• [Exercise description] Your answer should consist of the listing, repeated exactly.

• [Material for this task]
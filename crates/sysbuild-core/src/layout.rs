//! Mapping between the source tree and the build output tree
//!
//! `src/<dir>/<name>.<ext>` compiles to `build/<dir>/<name>.o`, every source
//! directory is packed into `build/<dir>/<last component of dir>.a`, and the
//! linked binary lands at `build/<binary name>`.

use indexmap::IndexMap;
use rustc_hash::FxHashMap;
use std::path::{Path, PathBuf};
use walkdir::WalkDir;

use crate::cache::CACHE_FILE_NAME;
use crate::errors::BuildError;

/// Object file suffix
pub const OBJECT_EXTENSION: &str = "o";

/// Static archive suffix
pub const ARCHIVE_EXTENSION: &str = "a";

/// Fallback archive name for the source root when it has no usable name (e.g. `.`)
const ROOT_GROUP_NAME: &str = "root";

/// One source file translated independently into one object file
#[derive(Debug, Clone, PartialEq, Eq)]
pub struct CompilationUnit {
    pub source: PathBuf,
    pub object: PathBuf,
    /// Directory of the source relative to the source root (empty for the root)
    pub group: PathBuf,
}

/// All objects produced from one source directory, packed into one archive
#[derive(Debug, Clone, PartialEq, Eq)]
pub struct DirectoryGroup {
    pub dir: PathBuf,
    pub archive: PathBuf,
    pub sources: Vec<PathBuf>,
    pub objects: Vec<PathBuf>,
}

#[derive(Debug, Clone, PartialEq, Eq)]
pub struct BuildLayout {
    source_dir: PathBuf,
    build_dir: PathBuf,
    binary_name: String,
}

impl BuildLayout {
    pub fn new(
        source_dir: impl Into<PathBuf>,
        build_dir: impl Into<PathBuf>,
        binary_name: impl Into<String>,
    ) -> Self {
        Self {
            source_dir: source_dir.into(),
            build_dir: build_dir.into(),
            binary_name: binary_name.into(),
        }
    }

    pub fn source_dir(&self) -> &Path {
        &self.source_dir
    }

    pub fn build_dir(&self) -> &Path {
        &self.build_dir
    }

    /// Final executable path
    pub fn binary_path(&self) -> PathBuf {
        self.build_dir.join(&self.binary_name)
    }

    /// Persisted build cache path
    pub fn cache_path(&self) -> PathBuf {
        self.build_dir.join(CACHE_FILE_NAME)
    }

    fn relative<'p>(&self, source: &'p Path) -> &'p Path {
        source.strip_prefix(&self.source_dir).unwrap_or(source)
    }

    /// Object file for a source under the source root
    pub fn object_path(&self, source: &Path) -> PathBuf {
        self.build_dir
            .join(self.relative(source))
            .with_extension(OBJECT_EXTENSION)
    }

    /// Source directory of a unit, relative to the source root
    pub fn group_dir(&self, source: &Path) -> PathBuf {
        self.relative(source)
            .parent()
            .map(Path::to_path_buf)
            .unwrap_or_default()
    }

    /// Archive for a group directory, named after the directory's last component
    pub fn archive_path(&self, group_dir: &Path) -> PathBuf {
        let name = group_dir
            .file_name()
            .or_else(|| self.source_dir.file_name())
            .map(|n| n.to_string_lossy().into_owned())
            .unwrap_or_else(|| ROOT_GROUP_NAME.to_string());
        self.build_dir
            .join(group_dir)
            .join(format!("{}.{}", name, ARCHIVE_EXTENSION))
    }

    pub fn unit(&self, source: PathBuf) -> CompilationUnit {
        CompilationUnit {
            object: self.object_path(&source),
            group: self.group_dir(&source),
            source,
        }
    }

    /// Walk the source root and collect every file with one of `extensions`.
    ///
    /// Units come back sorted by path. A missing or unreadable source tree is
    /// a fatal read error.
    pub fn scan_sources(&self, extensions: &[String]) -> Result<Vec<CompilationUnit>, BuildError> {
        let mut sources = Vec::new();

        for entry in WalkDir::new(&self.source_dir).follow_links(true) {
            let entry = entry.map_err(|e| {
                let path = e
                    .path()
                    .map(Path::to_path_buf)
                    .unwrap_or_else(|| self.source_dir.clone());
                BuildError::SourceRead {
                    path,
                    source: std::io::Error::from(e),
                }
            })?;

            if !entry.file_type().is_file() {
                continue;
            }

            let matches = entry
                .path()
                .extension()
                .and_then(|ext| ext.to_str())
                .map(|ext| extensions.iter().any(|wanted| wanted == ext))
                .unwrap_or(false);

            if matches {
                sources.push(entry.into_path());
            }
        }

        sources.sort();
        let units: Vec<CompilationUnit> = sources.into_iter().map(|s| self.unit(s)).collect();
        check_object_collisions(&units)?;
        Ok(units)
    }

    /// Group units by source directory, groups sorted by directory
    pub fn group_units(&self, units: &[CompilationUnit]) -> Vec<DirectoryGroup> {
        let mut groups: IndexMap<PathBuf, DirectoryGroup> = IndexMap::new();

        for unit in units {
            let group = groups
                .entry(unit.group.clone())
                .or_insert_with(|| DirectoryGroup {
                    dir: unit.group.clone(),
                    archive: self.archive_path(&unit.group),
                    sources: Vec::new(),
                    objects: Vec::new(),
                });
            group.sources.push(unit.source.clone());
            group.objects.push(unit.object.clone());
        }

        groups.sort_keys();
        groups.into_values().collect()
    }
}

/// Reject two sources differing only by extension, e.g. `util.cpp` and `util.cc`
fn check_object_collisions(units: &[CompilationUnit]) -> Result<(), BuildError> {
    let mut seen: FxHashMap<&Path, &Path> = FxHashMap::default();
    for unit in units {
        if let Some(first) = seen.insert(&unit.object, &unit.source) {
            return Err(BuildError::ObjectCollision {
                object: unit.object.clone(),
                first: first.to_path_buf(),
                second: unit.source.clone(),
            });
        }
    }
    Ok(())
}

• [Answer]
filename crates/sysbuild-core/src/layout.rs
//! Mapping between the source tree and the build output tree
//!
//! `src/<dir>/<name>.<ext>` compiles to `build/<dir>/<name>.o`, every source
//! directory is packed into `build/<dir>/<last component of dir>.a`, and the
//! linked binary lands at `build/<binary name>`.

use indexmap::IndexMap;
use rustc_hash::FxHashMap;
use std::path::{Path, PathBuf};
use walkdir::WalkDir;

use crate::cache::CACHE_FILE_NAME;
use crate::errors::BuildError;

/// Object file suffix
pub const OBJECT_EXTENSION: &str = "o";

/// Static archive suffix
pub const ARCHIVE_EXTENSION: &str = "a";

/// Fallback archive name for the source root when it has no usable name (e.g. `.`)
const ROOT_GROUP_NAME: &str = "root";

/// One source file translated independently into one object file
#[derive(Debug, Clone, PartialEq, Eq)]
pub struct CompilationUnit {
    pub source: PathBuf,
    pub object: PathBuf,
    /// Directory of the source relative to the source root (empty for the root)
    pub group: PathBuf,
}

/// All objects produced from one source directory, packed into one archive
#[derive(Debug, Clone, PartialEq, Eq)]
pub struct DirectoryGroup {
    pub dir: PathBuf,
    pub archive: PathBuf,
    pub sources: Vec<PathBuf>,
    pub objects: Vec<PathBuf>,
}

#[derive(Debug, Clone, PartialEq, Eq)]
pub struct BuildLayout {
    source_dir: PathBuf,
    build_dir: PathBuf,
    binary_name: String,
}

impl BuildLayout {
    pub fn new(
        source_dir: impl Into<PathBuf>,
        build_dir: impl Into<PathBuf>,
        binary_name: impl Into<String>,
    ) -> Self {
        Self {
            source_dir: source_dir.into(),
            build_dir: build_dir.into(),
            binary_name: binary_name.into(),
        }
    }

    pub fn source_dir(&self) -> &Path {
        &self.source_dir
    }

    pub fn build_dir(&self) -> &Path {
        &self.build_dir
    }

    /// Final executable path
    pub fn binary_path(&self) -> PathBuf {
        self.build_dir.join(&self.binary_name)
    }

    /// Persisted build cache path
    pub fn cache_path(&self) -> PathBuf {
        self.build_dir.join(CACHE_FILE_NAME)
    }

    fn relative<'p>(&self, source: &'p Path) -> &'p Path {
        source.strip_prefix(&self.source_dir).unwrap_or(source)
    }

    /// Object file for a source under the source root
    pub fn object_path(&self, source: &Path) -> PathBuf {
        self.build_dir
            .join(self.relative(source))
            .with_extension(OBJECT_EXTENSION)
    }

    /// Source directory of a unit, relative to the source root
    pub fn group_dir(&self, source: &Path) -> PathBuf {
        self.relative(source)
            .parent()
            .map(Path::to_path_buf)
            .unwrap_or_default()
    }

    /// Archive for a group directory, named after the directory's last component
    pub fn archive_path(&self, group_dir: &Path) -> PathBuf {
        let name = group_dir
            .file_name()
            .or_else(|| self.source_dir.file_name())
            .map(|n| n.to_string_lossy().into_owned())
            .unwrap_or_else(|| ROOT_GROUP_NAME.to_string());
        self.build_dir
            .join(group_dir)
            .join(format!("{}.{}", name, ARCHIVE_EXTENSION))
    }

    pub fn unit(&self, source: PathBuf) -> CompilationUnit {
        CompilationUnit {
            object: self.object_path(&source),
            group: self.group_dir(&source),
            source,
        }
    }

    /// Walk the source root and collect every file with one of `extensions`.
    ///
    /// Units come back sorted by path. A missing or unreadable source tree is
    /// a fatal read error.
    pub fn scan_sources(&self, extensions: &[String]) -> Result<Vec<CompilationUnit>, BuildError> {
        let mut sources = Vec::new();

        for entry in WalkDir::new(&self.source_dir).follow_links(true) {
            let entry = entry.map_err(|e| {
                let path = e
                    .path()
                    .map(Path::to_path_buf)
                    .unwrap_or_else(|| self.source_dir.clone());
                BuildError::SourceRead {
                    path,
                    source: std::io::Error::from(e),
                }
            })?;

            if !entry.file_type().is_file() {
                continue;
            }

            let matches = entry
                .path()
                .extension()
                .and_then(|ext| ext.to_str())
                .map(|ext| extensions.iter().any(|wanted| wanted == ext))
                .unwrap_or(false);

            if matches {
                sources.push(entry.into_path());
            }
        }

        sources.sort();
        let units: Vec<CompilationUnit> = sources.into_iter().map(|s| self.unit(s)).collect();
        check_object_collisions(&units)?;
        Ok(units)
    }

    /// Group units by source directory, groups sorted by directory
    pub fn group_units(&self, units: &[CompilationUnit]) -> Vec<DirectoryGroup> {
        let mut groups: IndexMap<PathBuf, DirectoryGroup> = IndexMap::new();

        for unit in units {
            let group = groups
                .entry(unit.group.clone())
                .or_insert_with(|| DirectoryGroup {
                    dir: unit.group.clone(),
                    archive: self.archive_path(&unit.group),
                    sources: Vec::new(),
                    objects: Vec::new(),
                });
            group.sources.push(unit.source.clone());
            group.objects.push(unit.object.clone());
        }

        groups.sort_keys();
        groups.into_values().collect()
    }
}

/// Reject two sources differing only by extension, e.g. `util.cpp` and `util.cc`
fn check_object_collisions(units: &[CompilationUnit]) -> Result<(), BuildError> {
    let mut seen: FxHashMap<&Path, &Path> = FxHashMap::default();
    for unit in units {
        if let Some(first) = seen.insert(&unit.object, &unit.source) {
            return Err(BuildError::ObjectCollision {
                object: unit.object.clone(),
                first: first.to_path_buf(),
                second: unit.source.clone(),
            });
        }
    }
    Ok(())
}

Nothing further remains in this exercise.